What a thought-provoking question! and what a question to be asked immediately before the start of a worship service in which you are the guest preacher.

Recently I had the opportunity to preach the Homecoming service in a United Methodist Church in the area. Prior to the service, I walked around the sanctuary and met a few folks already seated, waiting for the service to begin.  Ted, an older gentleman and Dylan, a younger man were seated on the second row. My first thought? – grandfather and grandson. How special for them to be in church together!

No – not the case. Dylan was a visitor from South Florida who was in the area working with FEMA in the aftermath of Hurricane Florence. Dylan and his dad, another FEMA worker, were staying in the bed and breakfast owned by Ted and his wife. We exchanged greetings and I went back to my seat.

A few minutes before the service started, Dylan came over to my seat and began to talk some more. Then he said: “I’ve asked Ted this question and I wanted to get your thoughts as well. What would you say to a ‘younger you’? What would you say to me – a young man who is seeking God and trying to build a relationship with God?”

Ok, Trish, answer that in the 2 minutes before the prelude starts!

My words to Dylan?  “Don’t limit God.  Follow God’s imagination for you”
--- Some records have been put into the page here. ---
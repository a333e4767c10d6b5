// Contao - front-end rendering core for the Contao CMS
// Copyright (C) 2025 Contao Project Contributors
//
// This program is free software: you can redistribute it and/or modify
// it under the terms of the GNU Affero General Public License as
// published by the Free Software Foundation, either version 3 of the
// License, or (at your option) any later version.
//
// This program is distributed in the hope that it will be useful,
// but WITHOUT ANY WARRANTY; without even the implied warranty of
// MERCHANTABILITY or FITNESS FOR A PARTICULAR PURPOSE.  See the
// GNU Affero General Public License for more details.
//
// You should have received a copy of the GNU Affero General Public License
// along with this program.  If not, see <https://www.gnu.org/licenses/>.

pub mod datetime;
pub mod init;
pub mod repositories;

pub use init::init_database;
pub use repositories::*;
This was actually the point of my sermon for the day using my favorite scripture:

“Now to Him who by the power at work within us is able to accomplish abundantly far more than all we can ask or imagine.” – Ephesians 3:20

“Imagine all that God might have for you – far more than all!”

Dylan’s question has stayed with me since that service. What advice would I give to a younger me?  What words might encourage or guide me, especially in my relationship with Christ?

As I wrote this blog, I remembered that I asked a retired pastor a similar question in my first Duke field education experience. “Rev. Culbreth, what would you say to a clergyperson just starting out in ministry?”  His words have stuck with me for 27 years: “Love the people. If you can’t love the people, you need to get out.”

[It’s funny how words stay with you. Words that can guide and encourage or words that can hurt and destroy.   That’s a blog post for another day.]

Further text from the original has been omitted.